Arbi(Bandajje) falls - front view

Benjamin , Sangram and Poonam had gone well ahead of us and we started very late after lunch.The uphill trek continues even in the grasslands and one can see the head of the Bandajje waterfall after about an hour of trek. We found some shade under a tree and rested for an hour or so( No water). The discussions and topics in that one hour was one of the most fun filled times in my trek life!!(@Srushti, Bindu, KD, Saritha, Cuba and Hemanth: I’m too much tempted to write! but, i’ll hold on 😉 ) Its only when someone stopped laughing – after a good one hour or so, that we realized we are far behind an d the guide was waiting for us a KM away under the hot Sun.

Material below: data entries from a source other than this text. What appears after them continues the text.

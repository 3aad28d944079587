// src/engine/scheduler.rs
//
// Pass submission, pass ordering and epoch management.
//
// The scheduler turns "run this transform over this image" into row-range
// tasks on the shared queue. It never executes anything itself: the worker
// pool drains the queue and every task reports to the barrier of its pass.
// Ordering between passes is enforced here. A pass is only enqueued once the
// previous pass of the same epoch has completed, merges included.

use crate::engine::barrier::{PassBarrier, PassReport, TaskOutcome};
use crate::engine::common::EngineResult;
use crate::engine::config::EngineConfig;
use crate::engine::pool::WorkContext;
use crate::engine::queue::TaskQueue;
use crate::engine::raster::{RawImage, RowRange, SharedImage};
use crate::engine::reduction::{Extrema, ReductionState};
use crate::engine::tasks::{Task, TaskFailure};
use crate::engine::transform::Transform;
use crate::error::IpsError;
use crossbeam::channel::{bounded, Receiver, Sender};
use parking_lot::Mutex;
use std::sync::atomic::{AtomicU64, Ordering};
use std::sync::Arc;
use std::time::Duration;
use tracing::{debug, trace};

// =============================================================================
// Epochs
// =============================================================================

/// Generation counter. Replacing the source image advances it, which makes
/// every task stamped with an older value stale.
#[derive(Debug, Default)]
pub struct EpochClock {
    epoch: AtomicU64,
}

impl EpochClock {
    pub fn new() -> Self {
        Self::default()
    }

    pub fn current(&self) -> u64 {
        self.epoch.load(Ordering::Acquire)
    }

    /// Bump the epoch and return the new value.
    pub fn advance(&self) -> u64 {
        self.epoch.fetch_add(1, Ordering::AcqRel) + 1
    }

    /// `StaleEpoch` unless `epoch` is the current one.
    pub fn check(&self, epoch: u64) -> EngineResult<()> {
        let current = self.current();
        if epoch == current {
            Ok(())
        } else {
            Err(IpsError::stale_epoch(epoch, current))
        }
    }
}

// =============================================================================
// Partitioning
// =============================================================================

/// Split `[0, height)` into contiguous blocks of `rows_per_task` rows, top to
/// bottom. Block `b` belongs to lane `b % worker_count`, so each sweep of
/// `worker_count` blocks hands one block to every worker. Images shorter than
/// one sweep just produce fewer blocks than workers.
pub fn partition_rows(
    height: u32,
    worker_count: usize,
    rows_per_task: u32,
) -> EngineResult<Vec<RowRange>> {
    if worker_count == 0 {
        return Err(IpsError::invalid_argument(
            "worker_count",
            "0",
            "at least one worker is required",
        ));
    }
    if rows_per_task == 0 {
        return Err(IpsError::invalid_argument(
            "rows_per_task",
            "0",
            "tasks must cover at least one row",
        ));
    }

    let mut ranges = Vec::with_capacity(height.div_ceil(rows_per_task) as usize);
    let mut start = 0u32;
    while start < height {
        let end = start.saturating_add(rows_per_task).min(height);
        ranges.push(RowRange::checked(start, end, height)?);
        start = end;
    }
    Ok(ranges)
}

/// Worker lane that picks up block `block` in an ideal round-robin sweep.
pub fn lane_of(block: usize, worker_count: usize) -> usize {
    block % worker_count.max(1)
}

// =============================================================================
// Passes
// =============================================================================

/// Everything needed to enqueue one pass.
#[derive(Debug)]
pub struct PassRequest {
    pub source: Arc<RawImage>,
    pub dest: Arc<SharedImage>,
    pub transform: Arc<dyn Transform>,
    pub pass: u32,
    pub worker_count: usize,
    /// Frozen extrema of the previous pass.
    pub upstream: Option<Extrema>,
}

/// Handle to a submitted pass.
#[derive(Debug, Clone)]
pub struct PassTicket {
    barrier: Arc<PassBarrier>,
}

impl PassTicket {
    pub fn epoch(&self) -> u64 {
        self.barrier.epoch()
    }

    pub fn pass(&self) -> u32 {
        self.barrier.pass()
    }

    pub fn tasks(&self) -> usize {
        self.barrier.expected()
    }

    pub fn is_complete(&self) -> bool {
        self.barrier.is_complete()
    }

    /// Block until every task of the pass has arrived.
    pub fn wait(&self) -> PassReport {
        self.barrier.wait()
    }

    pub fn wait_timeout(&self, timeout: Duration) -> Option<PassReport> {
        self.barrier.wait_timeout(timeout)
    }
}

/// Final image of a pipeline run with one report per pass.
#[derive(Debug, Clone)]
pub struct FrameOutput {
    pub image: RawImage,
    pub reports: Vec<PassReport>,
}

impl FrameOutput {
    pub fn failures(&self) -> impl Iterator<Item = &TaskFailure> {
        self.reports.iter().flat_map(|r| r.failed.iter())
    }
}

#[derive(Debug, Clone)]
pub enum PipelineRun {
    Completed(FrameOutput),
    /// The source was replaced while the pipeline ran; nothing to show.
    Superseded { epoch: u64 },
}

// =============================================================================
// Scheduler
// =============================================================================

/// Failures kept for `drain_failures`. Once full, further failures are only
/// reported through their pass barrier.
pub const FAILURE_BACKLOG: usize = 1024;

/// Splits passes into tasks on the shared queue and orders passes per epoch.
///
/// Tile failures are also copied onto a bounded channel; callers that care
/// about failures outside the pass reports should call `drain_failures`
/// regularly, the frame driver does so every frame.
#[derive(Debug)]
pub struct Scheduler {
    queue: Arc<TaskQueue<Task>>,
    clock: Arc<EpochClock>,
    rows_per_task: u32,
    next_task_id: AtomicU64,
    /// Barrier of the most recently submitted pass.
    outstanding: Mutex<Option<Arc<PassBarrier>>>,
    failures_tx: Sender<TaskFailure>,
    failures_rx: Receiver<TaskFailure>,
}

impl Scheduler {
    pub fn new(rows_per_task: u32) -> EngineResult<Self> {
        if rows_per_task == 0 {
            return Err(IpsError::invalid_argument(
                "rows_per_task",
                "0",
                "tasks must cover at least one row",
            ));
        }
        let (failures_tx, failures_rx) = bounded(FAILURE_BACKLOG);
        Ok(Self {
            queue: Arc::new(TaskQueue::new()),
            clock: Arc::new(EpochClock::new()),
            rows_per_task,
            next_task_id: AtomicU64::new(0),
            outstanding: Mutex::new(None),
            failures_tx,
            failures_rx,
        })
    }

    pub fn from_config(config: &EngineConfig) -> EngineResult<Self> {
        Self::new(config.rows_per_task)
    }

    /// Handles the worker pool needs to drain this scheduler's queue.
    pub fn work_context(&self) -> WorkContext {
        WorkContext {
            queue: Arc::clone(&self.queue),
            clock: Arc::clone(&self.clock),
            failures: self.failures_tx.clone(),
        }
    }

    pub fn rows_per_task(&self) -> u32 {
        self.rows_per_task
    }

    pub fn current_epoch(&self) -> u64 {
        self.clock.current()
    }

    /// Tasks waiting for a worker.
    pub fn queued(&self) -> usize {
        self.queue.len()
    }

    /// Enqueue one task per row range of `request.dest`, tagged with the
    /// current epoch and `request.pass`.
    ///
    /// Blocks first while the previously submitted pass of the same epoch is
    /// still running.
    pub fn submit_pass(&self, request: PassRequest) -> EngineResult<PassTicket> {
        let PassRequest {
            source,
            dest,
            transform,
            pass,
            worker_count,
            upstream,
        } = request;

        if self.queue.is_closed() {
            return Err(IpsError::invalid_pool_state("running", "stopped"));
        }
        if source.layout() != dest.layout() {
            return Err(IpsError::dimension_mismatch(source.layout(), dest.layout()));
        }
        let contract = transform.contract();
        if contract.reads_upstream() && upstream.is_none() {
            return Err(IpsError::missing_reduction(pass, transform.name()));
        }
        let ranges = partition_rows(dest.height(), worker_count, self.rows_per_task)?;
        for r in &ranges {
            RowRange::checked(r.start, r.end, dest.height())?;
        }

        self.wait_outstanding();

        let epoch = self.clock.current();
        let barrier = Arc::new(PassBarrier::new(
            epoch,
            pass,
            ranges.len(),
            Arc::new(ReductionState::new()),
        ));
        let first_id = self
            .next_task_id
            .fetch_add(ranges.len() as u64, Ordering::Relaxed);
        let tasks = ranges.into_iter().enumerate().map(|(i, rows)| Task {
            id: first_id + i as u64,
            epoch,
            pass,
            rows,
            input: Arc::clone(&source),
            output: Arc::clone(&dest),
            transform: Arc::clone(&transform),
            upstream,
            barrier: Arc::clone(&barrier),
        });

        // Holding `outstanding` across the enqueue keeps a rejected batch from
        // ever becoming the pass the next submission waits on.
        let mut outstanding = self.outstanding.lock();
        let enqueued = match self.queue.enqueue_batch(tasks) {
            Ok(enqueued) => enqueued,
            Err(rejected) => {
                debug!(
                    epoch,
                    pass,
                    tasks = rejected.len(),
                    "pass rejected: pool is shutting down"
                );
                return Err(IpsError::invalid_pool_state("running", "stopped"));
            }
        };
        *outstanding = Some(Arc::clone(&barrier));
        drop(outstanding);
        debug!(
            epoch,
            pass,
            tasks = enqueued,
            worker_count,
            transform = contract.name,
            "pass submitted"
        );
        Ok(PassTicket { barrier })
    }

    fn wait_outstanding(&self) {
        let previous = self.outstanding.lock().clone();
        if let Some(previous) = previous {
            if previous.epoch() == self.clock.current() && !previous.is_complete() {
                trace!(
                    epoch = previous.epoch(),
                    pass = previous.pass(),
                    "waiting for previous pass"
                );
                previous.wait();
            }
        }
    }

    /// Run `passes` in order over `source`. Pass `k + 1` reads the output and
    /// the frozen extrema of pass `k`.
    pub fn run_pipeline(
        &self,
        source: Arc<RawImage>,
        passes: &[Arc<dyn Transform>],
        worker_count: usize,
    ) -> EngineResult<PipelineRun> {
        let epoch = self.clock.current();
        let mut input = source;
        let mut upstream = None;
        let mut reports = Vec::with_capacity(passes.len());

        for (index, transform) in passes.iter().enumerate() {
            let dest = Arc::new(SharedImage::from_image(&input));
            let ticket = self.submit_pass(PassRequest {
                source: Arc::clone(&input),
                dest: Arc::clone(&dest),
                transform: Arc::clone(transform),
                pass: index as u32,
                worker_count,
                upstream,
            })?;
            let report = ticket.wait();
            if report.epoch != epoch || report.superseded() {
                debug!(epoch, pass = index, "pipeline superseded");
                return Ok(PipelineRun::Superseded {
                    epoch: self.clock.current(),
                });
            }
            debug!(
                epoch,
                pass = index,
                executed = report.executed,
                failed = report.failed.len(),
                extrema = ?report.extrema,
                "pass complete"
            );
            upstream = report.extrema;
            reports.push(report);
            input = Arc::new(SharedImage::into_image(dest));
        }

        Ok(self.finish(epoch, input, reports))
    }

    // The source may have been replaced after the last tile committed.
    fn finish(&self, epoch: u64, output: Arc<RawImage>, reports: Vec<PassReport>) -> PipelineRun {
        let current = self.clock.current();
        if current != epoch {
            debug!(epoch, current, "pipeline superseded after last pass");
            return PipelineRun::Superseded { epoch: current };
        }
        let image = Arc::try_unwrap(output).unwrap_or_else(|shared| (*shared).clone());
        PipelineRun::Completed(FrameOutput { image, reports })
    }

    /// Invalidate all in-flight work. Queued tasks of older epochs are removed
    /// and reported to their barriers as discarded; running tasks notice at
    /// commit time.
    pub fn advance_epoch(&self) -> u64 {
        let epoch = self.clock.advance();
        let purged = self.queue.drain_where(|task| task.epoch < epoch);
        let count = purged.len();
        for task in purged {
            let barrier = Arc::clone(&task.barrier);
            drop(task);
            barrier.arrive(TaskOutcome::Discarded);
        }
        debug!(epoch, purged = count, "epoch advanced");
        epoch
    }

    /// Failures reported since the last call.
    pub fn drain_failures(&self) -> Vec<TaskFailure> {
        self.failures_rx.try_iter().collect()
    }
}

Bandajje falls - Breadthtaking top view!


Razor edge!


The next 2 hours was a steep, never ending uphill climb on the grasslands. The surroundings looked hazy because of the heat. On reaching the top, we could see the head of the waterfall faintly visible behind the tree line. We climbed down the slippery path to reach the head of the Bandajje falls. In no time we dumped our bags and ran with our cameras to capture the bewildering drop of the waterfall and stunning sunset. It takes more than courage to bow down and look at the chasm from the cliff.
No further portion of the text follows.